Diagnosis of rare copy number variants (CNVs) with scarce literature evidence poses a major challenge for interpretation of the clinical significance of chromosomal microarray analysis (CMA) results, especially in the prenatal setting. Bioinformatic tools can be used to assist in this issue; however, this prediction can be imprecise. Our objective was to describe the phenotype of the rare copy number losses encompassing the 8q24.13-q24.3 locus, and to find common features in terms of genomic coordinates, gene content, and clinical phenotypic characteristics. Appropriate cases were retrieved using local databases of two largest Israeli centers performing CMA analysis. In addition, literature and public databases search was performed. Local database search yielded seven new patients with del (8)(q24.13q24.3) (one of these with an additional copy number variant). Literature and public databases search yielded eight additional patients. The cases showed high phenotypic variability, ranging from asymptomatic adults and fetuses with normal ultrasound to patients with autism/developmental delay (6/11 postnatal cases, 54.5%).

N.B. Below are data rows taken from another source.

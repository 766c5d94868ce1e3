//! CLI error types with miette diagnostics.
//!
//! Maps `doorbird_api::Error` and `ConfigError` variants into user-facing
//! errors with actionable help text.

use miette::Diagnostic;
use thiserror::Error;

use doorbird_api::Error as ApiError;
use doorbird_config::ConfigError;

/// Process exit codes.
pub mod exit_code {
    pub const GENERAL: i32 = 1;
    pub const USAGE: i32 = 2;
    pub const AUTH: i32 = 3;
    pub const CONNECTION: i32 = 7;
    pub const TIMEOUT: i32 = 8;
}

#[derive(Debug, Error, Diagnostic)]
pub enum CliError {
    // ── Connection ───────────────────────────────────────────────────
    #[error("Could not reach the Doorbird at {address}")]
    #[diagnostic(
        code(doorbird::connection_failed),
        help(
            "Check that the device is powered and on the same network.\n\
             Address: {address}"
        )
    )]
    ConnectionFailed {
        address: String,
        #[source]
        source: ApiError,
    },

    #[error("TLS setup failed: {message}")]
    #[diagnostic(
        code(doorbird::tls_error),
        help(
            "Doorbirds ship with self-signed certificates.\n\
             Use --insecure (-k), or point ca_cert / --ca-cert at a readable PEM file."
        )
    )]
    TlsError { message: String },

    // ── Authentication ───────────────────────────────────────────────
    #[error("The device rejected the credentials for profile '{profile}'")]
    #[diagnostic(
        code(doorbird::auth_failed),
        help(
            "Use the API user from the Doorbird app (Administration > User), \
             not the app login.\n\
             Run: doorbird config set-password --profile {profile}"
        )
    )]
    AuthFailed { profile: String },

    #[error("No credentials configured for profile '{profile}'")]
    #[diagnostic(
        code(doorbird::no_credentials),
        help(
            "Pass --user and --password, set DOORBIRD_USERNAME / DOORBIRD_PASSWORD,\n\
             or store the password with: doorbird config set-password"
        )
    )]
    NoCredentials { profile: String },

    // ── Device ───────────────────────────────────────────────────────
    #[error("The device did not accept '{operation}'")]
    #[diagnostic(
        code(doorbird::command_failed),
        help("Re-run with -v for the request log.")
    )]
    CommandFailed { operation: String },

    #[error("Device error ({status}): {message}")]
    #[diagnostic(code(doorbird::device_error))]
    DeviceError { status: u16, message: String },

    #[error("Unexpected response from the device: {message}")]
    #[diagnostic(
        code(doorbird::malformed_response),
        help("The firmware may be too old for the LAN API. Check the device's firmware version.")
    )]
    MalformedResponse { message: String },

    // ── Timeout ──────────────────────────────────────────────────────
    #[error("Request timed out after {after}")]
    #[diagnostic(
        code(doorbird::timeout),
        help("Increase timeout with --timeout or check the device's network link.")
    )]
    Timeout { after: String },

    // ── Validation ───────────────────────────────────────────────────
    #[error("Invalid value for {field}: {reason}")]
    #[diagnostic(code(doorbird::validation))]
    Validation { field: String, reason: String },

    // ── Configuration ────────────────────────────────────────────────
    #[error("Profile '{name}' not found in configuration")]
    #[diagnostic(
        code(doorbird::profile_not_found),
        help(
            "Available profiles: {available}\n\
             Add one with: doorbird config set address <host> --profile {name}"
        )
    )]
    ProfileNotFound { name: String, available: String },

    #[error("No device configured")]
    #[diagnostic(
        code(doorbird::no_config),
        help(
            "Pass --address, or create a profile with: doorbird config set address <host>\n\
             Expected config at: {path}"
        )
    )]
    NoConfig { path: String },

    #[error(transparent)]
    #[diagnostic(code(doorbird::config))]
    Config(ConfigError),

    // ── IO / Serialization ───────────────────────────────────────────
    #[error(transparent)]
    Io(#[from] std::io::Error),

    #[error("Failed to render JSON: {0}")]
    #[diagnostic(code(doorbird::json))]
    Json(#[from] serde_json::Error),
}

impl CliError {
    /// Map this error to an exit code for process termination.
    pub fn exit_code(&self) -> i32 {
        match self {
            Self::ConnectionFailed { .. } | Self::TlsError { .. } => exit_code::CONNECTION,
            Self::AuthFailed { .. } | Self::NoCredentials { .. } => exit_code::AUTH,
            Self::Timeout { .. } => exit_code::TIMEOUT,
            Self::Validation { .. } | Self::ProfileNotFound { .. } | Self::NoConfig { .. } => {
                exit_code::USAGE
            }
            _ => exit_code::GENERAL,
        }
    }

    /// Map a library error, attaching the device context the CLI knows about.
    pub fn from_api(err: ApiError, address: &str, profile: &str) -> Self {
        match err {
            ApiError::InvalidCredentials => Self::AuthFailed {
                profile: profile.into(),
            },
            ApiError::Timeout { timeout } => Self::Timeout {
                after: humantime::format_duration(timeout).to_string(),
            },
            ApiError::Tls(message) => Self::TlsError { message },
            ApiError::RequestFailed {
                status,
                status_text,
            } => Self::DeviceError {
                status,
                message: status_text,
            },
            ApiError::MalformedBody { message } => Self::MalformedResponse { message },
            ApiError::MissingBoundary { content_type } => Self::MalformedResponse {
                message: format!("event stream without multipart boundary ({content_type})"),
            },
            other => Self::ConnectionFailed {
                address: address.into(),
                source: other,
            },
        }
    }
}

// ── ConfigError → CliError mapping ───────────────────────────────────

impl From<ConfigError> for CliError {
    fn from(err: ConfigError) -> Self {
        match err {
            ConfigError::NoCredentials { profile } => Self::NoCredentials { profile },
            ConfigError::Validation { field, reason } => Self::Validation { field, reason },
            ConfigError::Io(e) => Self::Io(e),
            other => Self::Config(other),
        }
    }
}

No clear association was noted between the specific disease-causing/high-pLI gene content of the described del (8)(q24.13q24.3) to neurodevelopmental disorders, except for a possibly relevant locus encompassing the KCNQ3 gene. We present the challenges in classification of rare variants with limited clinical information. In such cases, genotype-phenotype correlation must be assessed with extra-caution and possibly using additional methods to assist the classification, especially in the prenatal setting.